La vetrofusione é una tecnica di lavorazione del vetro per sovrapposizione,
piegatura,
stampaggio, e colorazione. Per vetrofusione intendo un mosaico di tessere di
vetro
opportunamente sagomate e fuse su un vetro di supporto compatibile.
Nella lavorazione della vetrofusione e' possibile utilizzare anche smalti, ossidi
e altre sostanze che in fusione creano effetti multicolore.
Il vetro utilizzato per questa tecnica viene portato, seguendo una "scala
di cottura"
particolare, a temperature prossime ai 900C°.
Il principio fondamentale su cui si basa è quello della compatibilità
tra i vetri da
fondere. L'attrezzatura è composta dal tagliavetro, dalle pinze ed eventualmente
da mole.
Ma il cuore dell' attrezzatura per la vetrofusione è il forno.

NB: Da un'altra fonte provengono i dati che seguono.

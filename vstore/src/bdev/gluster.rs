//! Disks stored as files inside a Gluster volume.
//!
//! The volume is mounted locally while the device is attached and the disk
//! is an ordinary file below the mount point. The device owns one mount
//! reference for as long as it is attached; dropping the device releases it.

use std::collections::BTreeMap;
use std::path::{Path, PathBuf};
use std::sync::Arc;

use vstore_shared::DiskTemplate;
use vstore_shared::constants::gluster as consts;
use vstore_shared::errors::{VstoreError, VstoreResult};

use super::{BlockDevice, DeviceRequest, GrowOptions, UniqueId};
use crate::disk::{CreateOptions, FileHandle};
use crate::hypervisor::Hypervisor;
use crate::pathcheck::{PathPolicy, is_below_dir};
use crate::volumes::{GlusterVolume, MountLease, MountManager, UnmountOutcome};

/// Where the volume of a Gluster disk lives, read from the disk parameters.
#[derive(Debug, Clone, PartialEq, Eq)]
pub struct GlusterParams {
    pub host: String,
    pub port: u16,
    pub volume: String,
}

impl Default for GlusterParams {
    fn default() -> Self {
        Self {
            host: consts::DEFAULT_HOST.to_string(),
            port: consts::DEFAULT_PORT,
            volume: consts::DEFAULT_VOLUME.to_string(),
        }
    }
}

impl GlusterParams {
    /// Read `host`, `port` and `volume`, falling back to the defaults.
    pub fn from_params(params: &BTreeMap<String, String>) -> VstoreResult<Self> {
        let defaults = Self::default();

        let port = match params.get(consts::PORT_KEY) {
            Some(raw) => raw.trim().parse::<u16>().map_err(|e| {
                VstoreError::Config(format!("Invalid Gluster port '{}': {}", raw, e))
            })?,
            None => defaults.port,
        };

        Ok(Self {
            host: params
                .get(consts::HOST_KEY)
                .cloned()
                .unwrap_or(defaults.host),
            port,
            volume: params
                .get(consts::VOLUME_KEY)
                .cloned()
                .unwrap_or(defaults.volume),
        })
    }
}

/// A file inside a Gluster volume backing one disk.
#[derive(Debug)]
pub struct GlusterStorage {
    unique_id: UniqueId,
    size_mib: u64,
    volume: GlusterVolume,
    rel_path: String,
    dev_path: PathBuf,
    policy: PathPolicy,
    file: Option<FileHandle>,
    lease: Option<MountLease>,
}

impl GlusterStorage {
    /// Mount the volume and bind to the file named by `request`.
    pub fn new(
        request: &DeviceRequest,
        policy: &PathPolicy,
        manager: &Arc<MountManager>,
    ) -> VstoreResult<Self> {
        request.check_leaf()?;
        let volume = volume_for(request, policy, manager)?;
        let mut device = Self::detached(request, policy, volume)?;
        device.attach()?;
        Ok(device)
    }

    /// Create the backing file inside the volume, then attach to it.
    pub fn create(
        request: &DeviceRequest,
        policy: &PathPolicy,
        manager: &Arc<MountManager>,
    ) -> VstoreResult<Self> {
        request.check_creatable()?;
        let volume = volume_for(request, policy, manager)?;
        let mut device = Self::detached(request, policy, volume)?;

        let lease = device.volume.acquire()?;
        FileHandle::new(
            &device.dev_path,
            DiskTemplate::Gluster,
            policy,
            CreateOptions::with_size(request.size_mib).create_folder(true),
        )?;
        log_release(lease);

        device.attach()?;
        Ok(device)
    }

    fn detached(
        request: &DeviceRequest,
        policy: &PathPolicy,
        volume: GlusterVolume,
    ) -> VstoreResult<Self> {
        let rel_path = request.unique_id.path().trim_start_matches('/').to_string();
        let dev_path = volume.mount_point().join(&rel_path);

        // The disk must stay inside its own volume, whatever the mount base allows.
        if !is_below_dir(volume.mount_point(), &dev_path) {
            return Err(VstoreError::StoragePath(format!(
                "Disk path '{}' escapes the mount point {} of volume {}",
                request.unique_id.path(),
                volume.mount_point().display(),
                volume.volume_name()
            )));
        }

        Ok(Self {
            unique_id: request.unique_id.clone(),
            size_mib: request.size_mib,
            volume,
            rel_path,
            dev_path,
            policy: policy.clone(),
            file: None,
            lease: None,
        })
    }

    pub fn volume(&self) -> &GlusterVolume {
        &self.volume
    }

    /// Path of the disk relative to the volume root.
    pub fn relative_path(&self) -> &str {
        &self.rel_path
    }

    fn attached_file(&self) -> VstoreResult<&FileHandle> {
        match (&self.file, &self.lease) {
            (Some(file), Some(_)) => Ok(file),
            _ => Err(VstoreError::BlockDevice(format!(
                "{}: device is not attached",
                self.dev_path.display()
            ))),
        }
    }

    fn open_file(&self) -> VstoreResult<(FileHandle, bool)> {
        let file = FileHandle::open(&self.dev_path, DiskTemplate::Gluster, &self.policy)?;
        let exists = file.exists(None)?;
        Ok((file, exists))
    }

    fn detach(&mut self) {
        self.file = None;
        if let Some(lease) = self.lease.take() {
            log_release(lease);
        }
    }
}

fn volume_for(
    request: &DeviceRequest,
    policy: &PathPolicy,
    manager: &Arc<MountManager>,
) -> VstoreResult<GlusterVolume> {
    if request.template != DiskTemplate::Gluster {
        return Err(VstoreError::Programmer(format!(
            "Gluster device requested for template {}",
            request.template
        )));
    }

    let params = GlusterParams::from_params(&request.params)?;
    GlusterVolume::new(
        &params.host,
        params.port,
        &params.volume,
        &policy.gluster_mount_base,
        Arc::clone(manager),
    )
}

fn log_release(lease: MountLease) {
    let volume = lease.volume().to_string();
    if let UnmountOutcome::Failed(reason) = lease.release() {
        tracing::warn!(%volume, %reason, "Volume left mounted");
    }
}

impl BlockDevice for GlusterStorage {
    fn unique_id(&self) -> &UniqueId {
        &self.unique_id
    }

    fn size_mib(&self) -> u64 {
        self.size_mib
    }

    fn dev_path(&self) -> &Path {
        &self.dev_path
    }

    fn assemble(&mut self) -> VstoreResult<()> {
        self.attached_file()?.exists(Some(true)).map(|_| ())
    }

    fn attach(&mut self) -> VstoreResult<bool> {
        let lease = match self.lease.take() {
            Some(lease) => lease,
            None => self.volume.acquire()?,
        };

        match self.open_file() {
            Ok((file, exists)) => {
                self.file = Some(file);
                self.lease = Some(lease);
                Ok(exists)
            }
            Err(e) => {
                self.file = None;
                log_release(lease);
                Err(e)
            }
        }
    }

    fn is_attached(&self) -> bool {
        self.attached_file().is_ok()
    }

    fn open(&mut self, _force: bool) -> VstoreResult<()> {
        self.attached_file()?.exists(Some(true)).map(|_| ())
    }

    fn close(&mut self) -> VstoreResult<()> {
        self.detach();
        Ok(())
    }

    fn shutdown(&mut self) -> VstoreResult<()> {
        self.detach();
        Ok(())
    }

    fn remove(&mut self) -> VstoreResult<bool> {
        if let Ok(file) = self.attached_file() {
            file.remove()?;
            return Ok(true);
        }

        let lease = self.volume.acquire()?;
        let (file, _) = self.open_file()?;
        file.remove()?;
        log_release(lease);
        Ok(true)
    }

    fn rename(&mut self, _new_id: &UniqueId) -> VstoreResult<()> {
        Err(VstoreError::Programmer(
            "Rename is not supported for Gluster storage".to_string(),
        ))
    }

    fn grow(&mut self, amount_mib: i64, options: GrowOptions) -> VstoreResult<()> {
        if !options.touches_file() {
            return Ok(());
        }
        self.attached_file()?.grow(amount_mib)
    }

    fn actual_size(&self) -> VstoreResult<u64> {
        self.attached_file()?.size()
    }

    fn userspace_access_uri(&self, hypervisor: Hypervisor) -> VstoreResult<String> {
        if !hypervisor.supports_gluster_userspace() {
            return Err(VstoreError::Unsupported(format!(
                "Hypervisor {} doesn't support Gluster userspace access",
                hypervisor
            )));
        }
        Ok(self.volume.kvm_mount_string(&self.rel_path))
    }
}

Esistono due tipi di forno:
il tipo con resistenze sulla parete superiore e quello con resistenze sulle
pareti laterali.
Le caratteristiche fondamentali che devono avere i forni da fusione sono:
possibilità di raggiungere rapidamente temperature di almeno 900°C,
presenza dl termocoppia
associata a pirometro misuratore e di interruttore variatore di potenza.
Per essere compresa a fondo, la tecnica della vetrofusione va sperimentata e
provata nella
pratica perché è necessario che alla teoria si affianchi molta
pratica.
La difficoltà sta nel riuscire a realizzare in cottura quello che si
ha in mente poiché
nella fusione i vetri e i colori cambiano aspetto. Una semplice regola è
quella
di utilizzare un pezzo intero come base, su di esso si comporranno piccoli pezzi
colorati
con o meno l'aggiunta di interventi di colore con tecnica pittorica, che formano
il disegno
da realizzare, avendo così una piastra a due strati ricordando sempre
che lo spessore
totale delle sovrapposizioni di vetro deve essere in proporzione alle dimensioni
della
piastrella (più la piastra é grande maggiore potrà essere
il suo spessore).
E' inoltre importante pulire accuratamente i vetri per evitare che residui di
sporco
macchino il vetro finito. Poi si passa alla fase della cottura, questa é
la più delicata
per le ragioni illustrate parlando dei vetri e della loro compatibilità.
Tutti i vetri possono essere utilizzati per fare fusione, ma bisogna tener presente
i
diversi coefficienti di dilatazione. Come è noto qualunque oggetto si
dilata se sottoposto
ad aumento di temperatura e si contrae se sottoposto a raffreddamento.
Il vetro non sfugge a questa regola. I vetri di cui non si conosce il coefficiente
di dilatazione, devono essere testati per controllarne la compatibilità.
Due vetri si dicono compatibili quando possono essere, fusi insieme e quando,
dopo un adeguato raffreddamento, a temperatura ambiente, risultano privi di
tensioni
che potrebbero portare alla rottura del pezzo finito.